Laboratory findings on admission of study patients in with- and without-CIN group are shown in Table 2. In the with-CIN group, basal creatinine (1.47 ± 0.94 vs. 1.06 ± 0.71, P < 0.001) and serum glucose level (162.9 ± 98.3 vs. 127.3 ± 66.3, P = 0.004) were higher, whereas eGFR (56.1 ± 27.6 vs. 81.7 ± 27.4, P < 0.001), hemoglobin (12.48 ± 2.12 vs. 13.58 ± 1.88, P < 0.001), total cholesterol (170.9 ± 44.5 vs. 184.4 ± 41.2, P < 0.001), and HDL cholesterol (36.4 ± 10.1 vs. 38.2 ± 8.9, p = 0.012) were lower.
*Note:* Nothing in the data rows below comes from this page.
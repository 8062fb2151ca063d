//! Map a saved URL to an embeddable player for the providers we recognise.

/// Video hosting providers with an embeddable player.
#[derive(Debug, Clone, Copy, PartialEq, Eq)]
pub enum Provider {
  YouTube,
  Vimeo,
}

impl Provider {
  pub fn label(self) -> &'static str {
    match self {
      Provider::YouTube => "YouTube",
      Provider::Vimeo => "Vimeo",
    }
  }
}

/// An embeddable player for a saved link.
#[derive(Debug, Clone, PartialEq, Eq)]
pub struct Embed {
  pub provider: Provider,
  pub video_id: String,
  pub embed_url: String,
}

impl Embed {
  fn youtube(video_id: &str) -> Self {
    Self {
      provider: Provider::YouTube,
      video_id: video_id.to_string(),
      embed_url: format!("https://www.youtube.com/embed/{}", video_id),
    }
  }

  fn vimeo(video_id: &str) -> Self {
    Self {
      provider: Provider::Vimeo,
      video_id: video_id.to_string(),
      embed_url: format!("https://player.vimeo.com/video/{}", video_id),
    }
  }

  /// Iframe markup for hosts that render HTML. Shown in the viewer as embed code.
  pub fn markup(&self) -> String {
    format!(r#"<iframe src="{}" allowfullscreen loading="lazy"></iframe>"#, self.embed_url)
  }
}

/// The pieces of an absolute http(s) URL we need to recognise providers.
struct UrlParts<'a> {
  host: String,
  path: &'a str,
  query: &'a str,
}

/// Split an absolute URL into lowercase host, path and query.
/// Returns None for anything without an http(s) scheme or host.
fn split_url(url: &str) -> Option<UrlParts<'_>> {
  let trimmed = url.trim();
  let (scheme, rest) = trimmed.split_once("://")?;
  if !scheme.eq_ignore_ascii_case("http") && !scheme.eq_ignore_ascii_case("https") {
    return None;
  }
  let rest = rest.split('#').next().unwrap_or("");
  let authority_end = rest.find(['/', '?']).unwrap_or(rest.len());
  let (authority, tail) = rest.split_at(authority_end);
  // Drop userinfo and port.
  let host = authority.rsplit('@').next().unwrap_or("");
  let host = host.split(':').next().unwrap_or("").to_lowercase();
  if host.is_empty() {
    return None;
  }
  let (path, query) = tail.split_once('?').unwrap_or((tail, ""));
  let path = if path.is_empty() { "/" } else { path };
  Some(UrlParts { host, path, query })
}

fn query_param<'a>(query: &'a str, name: &str) -> Option<&'a str> {
  query.split('&').filter_map(|pair| pair.split_once('=')).find(|(k, _)| *k == name).map(|(_, v)| v)
}

/// Resolve a URL to an embeddable player.
///
/// Recognised forms:
/// - `youtube.com/watch?v=ID` (any subdomain)
/// - `youtu.be/ID`
/// - `vimeo.com/ID` (first path segment)
pub fn resolve_embed(url: &str) -> Option<Embed> {
  let parts = split_url(url)?;

  if parts.host.contains("youtube.com")
    && (parts.path == "/watch" || parts.path == "/watch/")
    && let Some(id) = query_param(parts.query, "v").filter(|v| !v.is_empty())
  {
    return Some(Embed::youtube(id));
  }

  if parts.host == "youtu.be" {
    let id = parts.path.strip_prefix('/').unwrap_or(parts.path);
    if !id.is_empty() {
      return Some(Embed::youtube(id));
    }
  }

  if parts.host.contains("vimeo.com")
    && let Some(id) = parts.path.split('/').find(|s| !s.is_empty())
  {
    return Some(Embed::vimeo(id));
  }

  None
}
use crate::commands::VideoDraft;
use crate::constants::constants;
use crate::render::CategoryOption;

// --- Helpers ---

/// Convert a char index to a byte offset within the string.
pub fn char_to_byte_index(s: &str, char_idx: usize) -> usize {
  s.char_indices().nth(char_idx).map_or(s.len(), |(i, _)| i)
}

// --- Text input ---

/// A single-line text field with a char-indexed cursor.
#[derive(Debug, Clone, Default, PartialEq, Eq)]
pub struct TextInput {
  pub value: String,
  pub cursor: usize,
  /// Horizontal scroll offset in display columns.
  pub scroll: usize,
}

impl TextInput {
  pub fn insert(&mut self, c: char) {
    let byte_idx = char_to_byte_index(&self.value, self.cursor);
    self.value.insert(byte_idx, c);
    self.cursor += 1;
  }

  /// Returns true when something was removed.
  pub fn backspace(&mut self) -> bool {
    if self.cursor == 0 {
      return false;
    }
    self.cursor -= 1;
    let byte_idx = char_to_byte_index(&self.value, self.cursor);
    self.value.remove(byte_idx);
    true
  }

  /// Returns true when something was removed.
  pub fn delete(&mut self) -> bool {
    if self.cursor >= self.value.chars().count() {
      return false;
    }
    let byte_idx = char_to_byte_index(&self.value, self.cursor);
    self.value.remove(byte_idx);
    true
  }

  pub fn left(&mut self) {
    self.cursor = self.cursor.saturating_sub(1);
  }

  pub fn right(&mut self) {
    if self.cursor < self.value.chars().count() {
      self.cursor += 1;
    }
  }

  pub fn home(&mut self) {
    self.cursor = 0;
  }

  pub fn end(&mut self) {
    self.cursor = self.value.chars().count();
  }

  pub fn clear(&mut self) {
    *self = Self::default();
  }

  pub fn is_empty(&self) -> bool {
    self.value.is_empty()
  }
}

// --- Add-video form ---

#[derive(Debug, Clone, Copy, PartialEq, Eq)]
pub enum FormField {
  Title,
  Url,
  Notes,
  Category,
  Accent,
}

impl FormField {
  pub const ALL: [FormField; 5] =
    [FormField::Title, FormField::Url, FormField::Notes, FormField::Category, FormField::Accent];

  pub fn label(self) -> &'static str {
    match self {
      FormField::Title => "Title",
      FormField::Url => "Link",
      FormField::Notes => "Notes",
      FormField::Category => "Collection",
      FormField::Accent => "Accent",
    }
  }

  pub fn is_selector(self) -> bool {
    matches!(self, FormField::Category | FormField::Accent)
  }
}

#[derive(Debug, Clone, Default, PartialEq, Eq)]
pub struct VideoForm {
  pub title: TextInput,
  pub url: TextInput,
  pub notes: TextInput,
  pub category_index: usize,
  pub accent_index: usize,
  focus_index: usize,
}

impl VideoForm {
  pub fn focus(&self) -> FormField {
    FormField::ALL[self.focus_index % FormField::ALL.len()]
  }

  pub fn next_field(&mut self) {
    self.focus_index = (self.focus_index + 1) % FormField::ALL.len();
  }

  pub fn prev_field(&mut self) {
    self.focus_index = (self.focus_index + FormField::ALL.len() - 1) % FormField::ALL.len();
  }

  /// The focused text field, or None when a selector is focused.
  pub fn focused_input(&mut self) -> Option<&mut TextInput> {
    match self.focus() {
      FormField::Title => Some(&mut self.title),
      FormField::Url => Some(&mut self.url),
      FormField::Notes => Some(&mut self.notes),
      FormField::Category | FormField::Accent => None,
    }
  }

  /// Step the focused selector by `delta`, wrapping around.
  pub fn cycle(&mut self, delta: isize, category_count: usize) {
    let (index, len) = match self.focus() {
      FormField::Category => (&mut self.category_index, category_count),
      FormField::Accent => (&mut self.accent_index, constants().palette.len()),
      _ => return,
    };
    if len == 0 {
      return;
    }
    *index = (*index as isize + delta).rem_euclid(len as isize) as usize;
  }

  /// Point the collection selector at `id`, if it is among `options`.
  pub fn select_category(&mut self, id: &str, options: &[CategoryOption]) {
    if let Some(i) = options.iter().position(|o| o.id == id) {
      self.category_index = i;
    }
  }

  pub fn accent(&self) -> &str {
    constants().palette.get(self.accent_index).map_or(constants().default_accent.as_str(), String::as_str)
  }

  pub fn draft(&self, options: &[CategoryOption]) -> VideoDraft {
    VideoDraft {
      title: self.title.value.clone(),
      url: self.url.value.clone(),
      notes: self.notes.value.clone(),
      category_id: options.get(self.category_index).map(|o| o.id.clone()).unwrap_or_default(),
      accent: self.accent().to_string(),
    }
  }

  /// Back to blank fields with the first collection and accent selected.
  pub fn reset(&mut self) {
    *self = Self::default();
  }
}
Postprocedural creatinine level at 48–72 hours was significantly higher in the patients with CIN than those without CIN (2.64 ± 1.23 vs. 1.08 ± 0.73, P < 0.001). No significant differences in the monocyte, lymphocyte, and platelet count were observed between the groups. The neutrophil count [0.64 (0.44–0.95) vs. 0.61 (0.44–0.80), P = 0.030] and mean platelet volume [9.4 (8.4–10.5) vs. 8.7 (7.7–9.9), P < 0.001)] were significantly higher in the with-CIN group than in the without-CIN group. NLR was nearly significantly higher in the with-CIN group than in the without-CIN group [3.99 (2.88–7.52) vs. 3.79 (2.24–6.06), P = 0.055]. However, LMR was significantly lower in the with-CIN group than in the without-CIN group [2.42 (1.67–3.49) vs. 3.25 (2.40–4.99), P < 0.001, respectively].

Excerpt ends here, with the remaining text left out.